■ **The data**:
-- -- --

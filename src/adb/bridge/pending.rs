// Single-slot request correlation for bridge round trips.
//
// The relay protocol carries no request ids, so each operation kind owns one
// slot. A second request of the same kind while the slot is occupied is
// rejected instead of silently replacing the first caller's resolver.
use crate::adb::error::{RemoteError, RemoteResult};
use std::sync::Mutex;
use std::time::Duration;
use tokio::sync::oneshot;

pub struct PendingSlot<T> {
    operation: &'static str,
    // (request generation, resolver)
    slot: Mutex<Option<(u64, oneshot::Sender<T>)>>,
    generation: Mutex<u64>,
}

/// Handle returned by [`PendingSlot::begin`]; await it with [`PendingSlot::wait`].
pub struct PendingTicket<T> {
    generation: u64,
    receiver: oneshot::Receiver<T>,
}

impl<T> PendingSlot<T> {
    pub fn new(operation: &'static str) -> Self {
        Self {
            operation,
            slot: Mutex::new(None),
            generation: Mutex::new(0),
        }
    }

    pub fn operation(&self) -> &'static str {
        self.operation
    }

    fn lock(&self) -> std::sync::MutexGuard<'_, Option<(u64, oneshot::Sender<T>)>> {
        // A poisoned slot only means a panicking holder; the Option is still valid
        self.slot.lock().unwrap_or_else(|e| e.into_inner())
    }

    pub fn is_pending(&self) -> bool {
        self.lock().is_some()
    }

    /// Reserve the slot for a new request.
    pub fn begin(&self) -> RemoteResult<PendingTicket<T>> {
        let mut slot = self.lock();
        if slot.is_some() {
            return Err(RemoteError::OperationInFlight {
                operation: self.operation,
            });
        }
        let generation = {
            let mut g = self.generation.lock().unwrap_or_else(|e| e.into_inner());
            *g += 1;
            *g
        };
        let (tx, rx) = oneshot::channel();
        *slot = Some((generation, tx));
        Ok(PendingTicket {
            generation,
            receiver: rx,
        })
    }

    /// Deliver a response. Returns `false` when nobody is waiting (late or
    /// unsolicited response), in which case the value is dropped.
    pub fn resolve(&self, value: T) -> bool {
        match self.lock().take() {
            Some((_, tx)) => tx.send(value).is_ok(),
            None => false,
        }
    }

    /// Drop the waiting resolver so its caller observes a failure.
    pub fn fail(&self) -> bool {
        self.lock().take().is_some()
    }

    // Only clears the slot if it still belongs to `generation`
    fn release(&self, generation: u64) {
        let mut slot = self.lock();
        if slot.as_ref().is_some_and(|(g, _)| *g == generation) {
            *slot = None;
        }
    }

    /// Wait for the response. `None` on timeout or when the slot was failed;
    /// either way the caller hears back exactly once.
    pub async fn wait(&self, ticket: PendingTicket<T>, window: Duration) -> Option<T> {
        let PendingTicket {
            generation,
            receiver,
        } = ticket;
        match tokio::time::timeout(window, receiver).await {
            Ok(Ok(value)) => Some(value),
            Ok(Err(_)) => {
                log::warn!("Bridge: {} request failed before a response arrived", self.operation);
                None
            }
            Err(_) => {
                self.release(generation);
                log::warn!("Bridge: {} timed out after {window:?}", self.operation);
                None
            }
        }
    }
}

-- -- --

■ **Directions for this task**: From the first line of the data above to the line holding "first caller's resolver.", reproduce each line exactly; emit no other lines.

■ **Task response**:
filename src/adb/bridge/pending.rs
// Single-slot request correlation for bridge round trips.
//
// The relay protocol carries no request ids, so each operation kind owns one
// slot. A second request of the same kind while the slot is occupied is
// rejected instead of silently replacing the first caller's resolver.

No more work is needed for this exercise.